The AMPTP is set to open contract talks with the Directors Guild of America on Wednesday. The Screen Actors Guild will open its contract talks on June 7. Both the DGA and SAG contracts expire on June 30.
Latest from AMPTP
The Alliance of Motion Picture and Television Producers most recent statement covered these issues:
- "Gig economy" for writers: It says screenwriting has almost nothing in common with standard “gig" jobs. Writers often have a guarantee of specific weeks or episodes, and writing jobs come with benefits such as employer-paid health care and pension plan contributions.
- Mandatory staffing and duration of employment: The AMPTP sees this essentially as a hiring quota that's "incompatible with the creative nature of our industry," and says it's a one-size-fits-all solution to shows that are each unique.
- Overall numbers: The AMTP disputes the WGA's claim that it's only offering $41 million a year in minimum wage increases. It says it's nearer $97 million per year, which doesn't take into account other wage and residual increases it's offered.
- Wage increases: It's offering the highest first-year general wage increase in more than 25 years, while also offering to create "an entirely new category of rates that will establish a new and higher floor for mid-level writers’ compensation."
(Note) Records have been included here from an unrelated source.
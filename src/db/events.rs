use anyhow::Result;
use async_trait::async_trait;
use chrono::{DateTime, Utc};
use sqlx::types::Json;
use uuid::Uuid;

use super::{queries, DbPool};
use crate::models::sos_event::{NewSosEvent, SosEvent, SosEventRow, SosStatus};

#[derive(Debug, Clone, Default)]
pub struct EventFilter {
    pub user_id: Option<Uuid>,
    pub start: Option<DateTime<Utc>>,
    pub end: Option<DateTime<Utc>>,
    pub limit: Option<i64>,
}

const DEFAULT_LIMIT: i64 = 100;
const MAX_LIMIT: i64 = 1000;

impl EventFilter {
    pub fn effective_limit(&self) -> i64 {
        self.limit.unwrap_or(DEFAULT_LIMIT).clamp(1, MAX_LIMIT)
    }
}

/// Append-mostly audit log of SOS dispatches.
#[async_trait]
pub trait EventStore: Send + Sync {
    async fn append(&self, event: NewSosEvent) -> Result<Uuid>;

    async fn find(&self, id: Uuid) -> Result<Option<SosEvent>>;

    /// Newest first.
    async fn list(&self, filter: &EventFilter) -> Result<Vec<SosEvent>>;

    /// Moves an `active` event to `status`. Returns false if the event is
    /// missing or no longer active.
    async fn close(&self, id: Uuid, status: SosStatus, notes: Option<String>) -> Result<bool>;

    /// Number of events created at or after `since`.
    async fn count_since(&self, since: DateTime<Utc>) -> Result<i64>;

    /// Distinct users who raised an event at or after `since`.
    async fn active_users_since(&self, since: DateTime<Utc>) -> Result<Vec<Uuid>>;
}

pub struct PgEventStore {
    pool: DbPool,
}

impl PgEventStore {
    pub fn new(pool: DbPool) -> Self {
        Self { pool }
    }
}

#[async_trait]
impl EventStore for PgEventStore {
    async fn append(&self, event: NewSosEvent) -> Result<Uuid> {
        let id = Uuid::new_v4();
        sqlx::query(queries::INSERT_SOS_EVENT)
            .bind(id)
            .bind(event.user_id)
            .bind(event.kind.as_str())
            .bind(event.latitude)
            .bind(event.longitude)
            .bind(event.address)
            .bind(event.contacts_notified)
            .bind(Json(event.contacts))
            .execute(&self.pool)
            .await?;
        Ok(id)
    }

    async fn find(&self, id: Uuid) -> Result<Option<SosEvent>> {
        let row = sqlx::query_as::<_, SosEventRow>(queries::SELECT_SOS_EVENT)
            .bind(id)
            .fetch_optional(&self.pool)
            .await?;
        row.map(SosEvent::try_from).transpose()
    }

    async fn list(&self, filter: &EventFilter) -> Result<Vec<SosEvent>> {
        let rows = sqlx::query_as::<_, SosEventRow>(queries::SELECT_SOS_EVENTS)
            .bind(filter.user_id)
            .bind(filter.start)
            .bind(filter.end)
            .bind(filter.effective_limit())
            .fetch_all(&self.pool)
            .await?;
        rows.into_iter().map(SosEvent::try_from).collect()
    }

    async fn close(&self, id: Uuid, status: SosStatus, notes: Option<String>) -> Result<bool> {
        let result = sqlx::query(queries::UPDATE_SOS_EVENT_STATUS)
            .bind(id)
            .bind(status.as_str())
            .bind(notes)
            .execute(&self.pool)
            .await?;
        Ok(result.rows_affected() == 1)
    }

    async fn count_since(&self, since: DateTime<Utc>) -> Result<i64> {
        let count = sqlx::query_scalar::<_, i64>(queries::COUNT_SOS_EVENTS_SINCE)
            .bind(since)
            .fetch_one(&self.pool)
            .await?;
        Ok(count)
    }

    async fn active_users_since(&self, since: DateTime<Utc>) -> Result<Vec<Uuid>> {
        let users = sqlx::query_scalar::<_, Uuid>(queries::SELECT_ACTIVE_USERS_SINCE)
            .bind(since)
            .fetch_all(&self.pool)
            .await?;
        Ok(users)
    }
}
- Streaming residuals: A 46% increase in residuals took effect in 2020, and many writers have yet to see these in their paychecks. For a one-hour episode of a Netflix or Amazon Prime series, a writer receives $72,000 in residuals over three years, growing to $114,000 over seven years.
- Artificial intelligence: "AI raises hard, important creative and legal questions for everyone. For example, writers want to be able to use this technology as part of their creative process, without changing how credits are determined, which is complicated given AI material can't be copyrighted. So it's something that requires a lot more discussion, which we've committed to doing."
What the WGA has said
In a statement released at the beginning of the strike, the WGA said:
"Over the course of the negotiation, we explained how the companies' business practices have slashed our compensation and residuals and undermined our working conditions. Our chief negotiator, as well as writers on the committee, made clear to the studios’ labor representatives that we are determined to achieve a new contract with fair pay that reflects the value of our contribution to company success and includes protections to ensure that writing survives as a sustainable profession."
Why it matters
It is the first WGA strike in 15 years; the last work stoppage began in November 2007 and lasted 100 days.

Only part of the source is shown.